Joey Williamson, ©2017 HGIC, Clemson Extension
Eastern poison ivy foliage exhibiting serrate (toothed) leaf margins
Joey Williamson, ©2010 HGIC, Clemson Extension
Eastern poison ivy foliage exhibiting lobed leaf margins
Joey Williamson, ©2010 HGIC, Clemson Extension
Poison ivy grows fairly quickly and propagates itself by underground rhizomes and seeds. Seeds are quickly spread by birds and other animals that eat the small fruits. Poison ivy can get started in the landscape from a seed dropped by a bird and may quickly become a widespread problem. It often grows in shrubs and groundcovers making it difficult to control.
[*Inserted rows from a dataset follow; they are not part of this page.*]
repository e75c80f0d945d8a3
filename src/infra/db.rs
use sqlx::{PgPool, postgres::PgPoolOptions};
use tracing::info;

pub async fn init_db(database_url: &str) -> anyhow::Result<PgPool> {
    let pool = PgPoolOptions::new()
        .max_connections(5)
        .connect(database_url)
        .await
        .map_err(|e| {
            anyhow::anyhow!("Postgres connection failed (check DATABASE_URL/password): {e}")
        })?;

    info!("Connected to database!");
    Ok(pool)
}
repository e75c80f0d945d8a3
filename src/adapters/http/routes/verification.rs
use axum::{
    Json, Router,
    extract::{Path, State},
    response::IntoResponse,
    routing::{get, post},
};
use axum_extra::extract::cookie::CookieJar;
use serde::{Deserialize, Serialize};
use uuid::Uuid;

use crate::{
    adapters::http::{app_state::AppState, routes::current_user},
    app_error::AppResult,
    domain::entities::verification::{VerificationAttempt, VerificationModerationAction},
};

pub fn router() -> Router<AppState> {
    Router::new()
        .route("/attempts/pending", get(list_pending_attempts))
        .route("/attempts/{attempt_id}/moderate", post(moderate_attempt))
}

#[derive(Deserialize)]
struct ModeratePayload {
    action: VerificationModerationAction,
    notes: Option<String>,
}

#[derive(Serialize)]
struct PendingAttemptResponse {
    id: Uuid,
    listing_id: Uuid,
    method: String,
    token: String,
    file_url: Option<String>,
    created_at: Option<chrono::NaiveDateTime>,
}

impl From<VerificationAttempt> for PendingAttemptResponse {
    fn from(a: VerificationAttempt) -> Self {
        PendingAttemptResponse {
            id: a.id,
            listing_id: a.listing_id,
            method: a.method.as_str().to_string(),
            token: a.token,
            file_url: a.file_url,
            created_at: a.created_at,
        }
    }
}

/// The admin review queue, oldest first.
async fn list_pending_attempts(
    State(app_state): State<AppState>,
    jar: CookieJar,
) -> AppResult<impl IntoResponse> {
    let ctx = current_user(&jar, &app_state)?;

    let attempts = app_state.verification_use_cases.list_pending(ctx).await?;
    let response: Vec<PendingAttemptResponse> = attempts.into_iter().map(Into::into).collect();
    Ok(Json(response))
}

async fn moderate_attempt(
    State(app_state): State<AppState>,
    jar: CookieJar,
    Path(attempt_id): Path<Uuid>,
    Json(payload): Json<ModeratePayload>,
) -> AppResult<impl IntoResponse> {
    let ctx = current_user(&jar, &app_state)?;

    let (attempt, listing) = app_state
        .verification_use_cases
        .moderate_attempt(ctx, attempt_id, payload.action, payload.notes)
        .await?;

    Ok(Json(serde_json::json!({
        "attempt_id": attempt.id,
        "attempt_status": attempt.status.as_str(),
        "listing_id": listing.id,
        "listing_status": listing.status.as_str(),
    })))
}
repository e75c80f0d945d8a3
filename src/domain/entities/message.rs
use uuid::Uuid;

#[derive(Debug, Clone, Copy, PartialEq, Eq)]
pub enum MessageStatus {
    Pending,
    Approved,
    Rejected,
}

impl MessageStatus {
    pub fn as_str(&self) -> &'static str {
        match self {
            MessageStatus::Pending => "pending",
            MessageStatus::Approved => "approved",
            MessageStatus::Rejected => "rejected",
        }
    }

    pub fn from_str(s: &str) -> Self {
        match s {
            "approved" => MessageStatus::Approved,
            "rejected" => MessageStatus::Rejected,
            _ => MessageStatus::Pending,
        }
    }
}

/// Admin decision on a buyer/seller message. Edit substitutes the content
/// before marking the message approved.
#[derive(Debug, Clone, PartialEq, Eq, serde::Deserialize, serde::Serialize)]
#[serde(rename_all = "snake_case", tag = "action")]
pub enum MessageModerationAction {
    Approve,
    Reject,
    Edit { edited_content: String },
}

#[derive(Debug, Clone)]
pub struct Message {
    pub id: Uuid,
    pub inquiry_id: Uuid,
    pub sender_id: Uuid,
    pub content: String,
    pub status: MessageStatus,
    /// Original content preserved when an admin edit substituted it.
    pub original_content: Option<String>,
    pub moderated_by: Option<Uuid>,
    pub created_at: Option<chrono::NaiveDateTime>,
    pub moderated_at: Option<chrono::NaiveDateTime>,
}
Don’t confuse poison ivy with Virginia creeper (Parthenocissus quinquefolia), which also grows as both a groundcover and climbs trees as a vine. However, Virginia creeper plants have compound leaves with five leaflets rather than three.
Virginia creeper (Parthenocissus quinquefolia) has leaves in groups of five.
Joey Williamson, ©2014 HGIC, Clemson Extension
For light infestations, dig up small plants. You can also repeatedly cut back the plants to ground level. Eventually they starve to death. Start cutting early in the spring, about the time leaves unfold. When new growth appears, cut again. Inspect the plants every week or two. Whenever you see green growth, cut the shoots back to the ground.
If you choose to eradicate poison oak or poison ivy by cutting back the plants, you should protect your hands and arms. Always wear a long-sleeved shirt and long pants. Use protective gloves. Launder the clothing separately from the family laundry. Instead of disposable gloves, consider using plastic bags, the long kind that newspapers and bread loaves come in. Slip each hand into a bag and keep the bags secured to your arms with rubber bands. When you have finished cutting, remove the bags by turning them inside out. Then be sure to discard them, because the bags will now be contaminated with urushiol, the oil that causes the allergic skin reaction.
To eradicate poison oak and poison ivy chemically, use an herbicide that contains glyphosate, triclopyr, or a 3-way herbicide that contains 2,4-D amine, dicamba, and mecoprop. See Table 1 for products containing these active ingredients. These herbicides can kill desirable plants, so be careful. If the poison ivy or poison oak is growing among plants you want to save, you can cut back the poison ivy or poison oak and spray or paint the herbicide only on the freshly cut stems or stump. If there are no desirable plants nearby, you can spray or paint poison ivy and poison oak without cutting them back first. Read and follow label directions whenever using any herbicides.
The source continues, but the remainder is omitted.